Saved data entries:
_ _ _ _ _ _ _

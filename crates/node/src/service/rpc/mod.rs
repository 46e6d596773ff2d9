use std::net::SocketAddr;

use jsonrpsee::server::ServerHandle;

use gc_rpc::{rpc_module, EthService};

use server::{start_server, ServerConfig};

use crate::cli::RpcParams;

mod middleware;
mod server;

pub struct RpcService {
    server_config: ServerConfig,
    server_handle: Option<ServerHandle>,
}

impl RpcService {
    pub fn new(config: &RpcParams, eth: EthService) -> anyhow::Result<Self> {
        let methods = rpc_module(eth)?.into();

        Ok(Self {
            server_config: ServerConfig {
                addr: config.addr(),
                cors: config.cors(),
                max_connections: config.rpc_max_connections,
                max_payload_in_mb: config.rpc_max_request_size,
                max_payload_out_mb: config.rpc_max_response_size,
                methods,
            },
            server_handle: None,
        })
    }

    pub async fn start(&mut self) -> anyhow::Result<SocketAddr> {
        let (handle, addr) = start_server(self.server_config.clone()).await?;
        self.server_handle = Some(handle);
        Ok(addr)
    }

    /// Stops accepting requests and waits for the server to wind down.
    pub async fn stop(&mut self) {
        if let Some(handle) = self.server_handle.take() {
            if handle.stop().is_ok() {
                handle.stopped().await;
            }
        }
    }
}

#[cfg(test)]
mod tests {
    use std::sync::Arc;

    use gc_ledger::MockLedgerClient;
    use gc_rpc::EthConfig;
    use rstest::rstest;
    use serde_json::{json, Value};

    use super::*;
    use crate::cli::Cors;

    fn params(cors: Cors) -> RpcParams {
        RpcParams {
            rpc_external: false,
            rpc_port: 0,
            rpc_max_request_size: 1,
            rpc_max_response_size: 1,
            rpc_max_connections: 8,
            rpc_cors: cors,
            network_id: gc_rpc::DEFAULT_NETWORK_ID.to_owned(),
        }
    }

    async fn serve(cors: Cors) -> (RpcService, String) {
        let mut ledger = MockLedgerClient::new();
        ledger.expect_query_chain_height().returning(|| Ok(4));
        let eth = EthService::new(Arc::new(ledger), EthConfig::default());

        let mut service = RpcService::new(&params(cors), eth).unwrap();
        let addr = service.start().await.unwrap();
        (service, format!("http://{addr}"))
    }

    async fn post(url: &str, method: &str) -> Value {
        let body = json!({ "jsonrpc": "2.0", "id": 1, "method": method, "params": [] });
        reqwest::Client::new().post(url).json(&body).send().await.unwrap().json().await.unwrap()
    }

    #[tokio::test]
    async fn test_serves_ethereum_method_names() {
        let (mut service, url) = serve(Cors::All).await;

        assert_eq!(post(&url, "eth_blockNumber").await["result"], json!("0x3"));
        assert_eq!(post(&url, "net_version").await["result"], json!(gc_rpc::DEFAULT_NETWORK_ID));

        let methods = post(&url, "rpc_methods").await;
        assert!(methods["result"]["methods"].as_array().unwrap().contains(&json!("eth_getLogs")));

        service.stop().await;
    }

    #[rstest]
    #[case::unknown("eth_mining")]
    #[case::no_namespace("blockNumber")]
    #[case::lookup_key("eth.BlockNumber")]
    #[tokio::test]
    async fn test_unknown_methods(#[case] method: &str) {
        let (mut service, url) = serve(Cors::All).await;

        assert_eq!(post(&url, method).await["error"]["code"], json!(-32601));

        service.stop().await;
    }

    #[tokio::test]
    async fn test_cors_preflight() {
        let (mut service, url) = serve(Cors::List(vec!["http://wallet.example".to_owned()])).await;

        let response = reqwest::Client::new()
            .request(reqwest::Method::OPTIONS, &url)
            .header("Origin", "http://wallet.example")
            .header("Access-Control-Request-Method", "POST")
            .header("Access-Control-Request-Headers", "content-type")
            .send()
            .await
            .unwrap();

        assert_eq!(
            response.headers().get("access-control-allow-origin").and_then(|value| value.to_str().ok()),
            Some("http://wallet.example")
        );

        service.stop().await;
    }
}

_ _ _ _ _ _ _

- _Task description_:
Take the entries above and copy out all lines with the string "case".

- _Response to this task_:
    #[case::unknown("eth_mining")]
    #[case::no_namespace("blockNumber")]
    #[case::lookup_key("eth.BlockNumber")]
    async fn test_unknown_methods(#[case] method: &str) {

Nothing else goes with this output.